The report issued Friday by the credit ratings agency said the stimulus package will allow the U.S. Treasury to temporarily guarantee money market mutual funds at risk of breaking the dollar barrier should the Federal Reserve's Money Market Loan Facility fail to stabilize markets.
But the temporary provisions that the CARES Act provides to qualified retirement plans will have mixed implications for money managers. For example, 401(k) plan participants younger than 60 who need to access their savings can withdraw up to $100,000 from their accounts without the usual 10% penalty on early withdrawals, and any tax obligations from these withdrawals will be spread over three years. These withdrawals will reduce AUM, which Moody's classifies as a "credit negative" for managers.
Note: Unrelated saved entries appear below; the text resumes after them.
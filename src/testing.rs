//! Test doubles for the browser seams.

use std::sync::atomic::{AtomicBool, AtomicUsize, Ordering};
use std::sync::{Arc, Mutex};
use std::thread::ThreadId;
use std::time::Duration;

use anyhow::Result;
use async_trait::async_trait;

use crate::page::{PageDriver, ReadyPolicy, WaitTimedOut};
use crate::session::{BrowserBackend, BrowserContext, SessionOptions};

pub const BLANK: &str = "<html><body></body></html>";

/// A page that serves `before_submit` until Enter is pressed, then walks
/// through `frames` one per `html()` call, repeating the last one. `goto`
/// goes back to `before_submit`.
pub struct ScriptedPage {
    before_submit: String,
    frames: Vec<String>,
    visible_text: String,
    goto_delay: Option<Duration>,
    html_delay: Option<Duration>,
    goto_error: Option<String>,
    goto_wait_timeout: bool,
    submitted: AtomicBool,
    frame_calls: AtomicUsize,
    pub gotos: Mutex<Vec<(String, ReadyPolicy)>>,
    pub fills: Mutex<Vec<(String, String)>>,
    pub keys: Mutex<Vec<String>>,
    pub clicks: Mutex<Vec<String>>,
}

impl ScriptedPage {
    pub fn new(before_submit: &str, frames: Vec<String>) -> Self {
        Self {
            before_submit: before_submit.to_string(),
            frames,
            visible_text: String::new(),
            goto_delay: None,
            html_delay: None,
            goto_error: None,
            goto_wait_timeout: false,
            submitted: AtomicBool::new(false),
            frame_calls: AtomicUsize::new(0),
            gotos: Mutex::new(Vec::new()),
            fills: Mutex::new(Vec::new()),
            keys: Mutex::new(Vec::new()),
            clicks: Mutex::new(Vec::new()),
        }
    }

    pub fn empty() -> Arc<Self> {
        Arc::new(Self::new(BLANK, vec![BLANK.to_string()]))
    }

    /// Serve `frames` straight away, as if the query was already submitted.
    pub fn submitted(frames: Vec<String>) -> Self {
        let page = Self::new(BLANK, frames);
        page.submitted.store(true, Ordering::SeqCst);
        page
    }

    pub fn with_visible_text(mut self, text: &str) -> Self {
        self.visible_text = text.to_string();
        self
    }

    pub fn with_goto_delay(mut self, delay: Duration) -> Self {
        self.goto_delay = Some(delay);
        self
    }

    /// Make every `html()` snapshot take `delay`.
    pub fn with_html_delay(mut self, delay: Duration) -> Self {
        self.html_delay = Some(delay);
        self
    }

    pub fn with_goto_error(mut self, reason: &str) -> Self {
        self.goto_error = Some(reason.to_string());
        self
    }

    /// Make `goto` fail the way a driver does when its own ready wait expires.
    pub fn with_goto_wait_timeout(mut self) -> Self {
        self.goto_wait_timeout = true;
        self
    }

    /// Number of post-submit snapshots taken so far.
    pub fn frame_calls(&self) -> usize {
        self.frame_calls.load(Ordering::SeqCst)
    }
}

#[async_trait]
impl PageDriver for ScriptedPage {
    async fn goto(&self, url: &str, ready: ReadyPolicy, _timeout: Duration) -> Result<()> {
        self.gotos.lock().unwrap().push((url.to_string(), ready));
        // a fresh load shows the home page again
        self.submitted.store(false, Ordering::SeqCst);
        if let Some(delay) = self.goto_delay {
            tokio::time::sleep(delay).await;
        }
        if let Some(reason) = &self.goto_error {
            anyhow::bail!("{reason}");
        }
        if self.goto_wait_timeout {
            return Err(WaitTimedOut.into());
        }
        Ok(())
    }

    async fn html(&self) -> Result<String> {
        if let Some(delay) = self.html_delay {
            tokio::time::sleep(delay).await;
        }
        if !self.submitted.load(Ordering::SeqCst) {
            return Ok(self.before_submit.clone());
        }
        let n = self.frame_calls.fetch_add(1, Ordering::SeqCst);
        let frame = self
            .frames
            .get(n)
            .or_else(|| self.frames.last())
            .cloned()
            .unwrap_or_else(|| BLANK.to_string());
        Ok(frame)
    }

    async fn visible_text(&self) -> Result<String> {
        Ok(self.visible_text.clone())
    }

    async fn fill(&self, selector: &str, text: &str) -> Result<()> {
        self.fills
            .lock()
            .unwrap()
            .push((selector.to_string(), text.to_string()));
        Ok(())
    }

    async fn press_key(&self, key: &str) -> Result<()> {
        self.keys.lock().unwrap().push(key.to_string());
        if key == "Enter" {
            self.submitted.store(true, Ordering::SeqCst);
        }
        Ok(())
    }

    async fn click(&self, selector: &str) -> Result<()> {
        self.clicks.lock().unwrap().push(selector.to_string());
        Ok(())
    }

    async fn click_text(&self, selector: &str, needle: &str) -> Result<bool> {
        let html = self.html().await?;
        let found = crate::dom::Snapshot::parse(&html)
            .texts(selector)
            .iter()
            .any(|text| text.contains(needle));
        if found {
            self.clicks
                .lock()
                .unwrap()
                .push(format!("{selector} ~ {needle}"));
        }
        Ok(found)
    }
}

/// Backend handing out one shared [`ScriptedPage`] and counting lifecycle calls.
pub struct CountingBackend {
    page: Arc<ScriptedPage>,
    fail: Option<String>,
    pub launches: Arc<AtomicUsize>,
    pub closes: Arc<AtomicUsize>,
    /// Threads that ran `open_page` and `close`, in call order.
    pub context_threads: Arc<Mutex<Vec<ThreadId>>>,
}

impl CountingBackend {
    pub fn new(page: Arc<ScriptedPage>) -> Self {
        Self {
            page,
            fail: None,
            launches: Arc::new(AtomicUsize::new(0)),
            closes: Arc::new(AtomicUsize::new(0)),
            context_threads: Arc::new(Mutex::new(Vec::new())),
        }
    }

    pub fn failing(reason: &str) -> Self {
        Self {
            fail: Some(reason.to_string()),
            ..Self::new(ScriptedPage::empty())
        }
    }
}

impl BrowserBackend for CountingBackend {
    fn launch(&self, _options: &SessionOptions) -> Result<Box<dyn BrowserContext>> {
        if let Some(reason) = &self.fail {
            anyhow::bail!("{reason}");
        }
        self.launches.fetch_add(1, Ordering::SeqCst);
        Ok(Box::new(CountingContext {
            page: self.page.clone(),
            closes: self.closes.clone(),
            threads: self.context_threads.clone(),
        }))
    }
}

struct CountingContext {
    page: Arc<ScriptedPage>,
    closes: Arc<AtomicUsize>,
    threads: Arc<Mutex<Vec<ThreadId>>>,
}

impl CountingContext {
    fn note_thread(&self) {
        self.threads.lock().unwrap().push(std::thread::current().id());
    }
}

impl BrowserContext for CountingContext {
    fn open_page(&self, _options: &SessionOptions) -> Result<Arc<dyn PageDriver>> {
        self.note_thread();
        Ok(self.page.clone())
    }

    fn close(self: Box<Self>) -> Result<()> {
        self.note_thread();
        self.closes.fetch_add(1, Ordering::SeqCst);
        Ok(())
    }
}

/// Wrap `text` in a page that shows it as an answer, optionally with a
/// loading indicator next to it.
pub fn answer_frame(text: &str, loading: bool) -> String {
    let spinner = if loading {
        r#"<div class="loading-dots"></div>"#
    } else {
        ""
    };
    format!(
        r#"<html><body><main><div class="prose">{text}</div>{spinner}</main></body></html>"#
    )
}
"On the other hand, the CARES Act's waiving of required minimum distributions in 2020 for 401(k) and IRA holders who are 72 or older is positive," the report said. "Given depressed markets, RMDs would have forced owners to sell assets at low valuations."
Moody's added that private equity firms could also benefit from this stimulus package if their portfolio companies can receive financial assistance through such loan and loan guarantee programs as the MMLF and the Paycheck Protection Program for small businesses.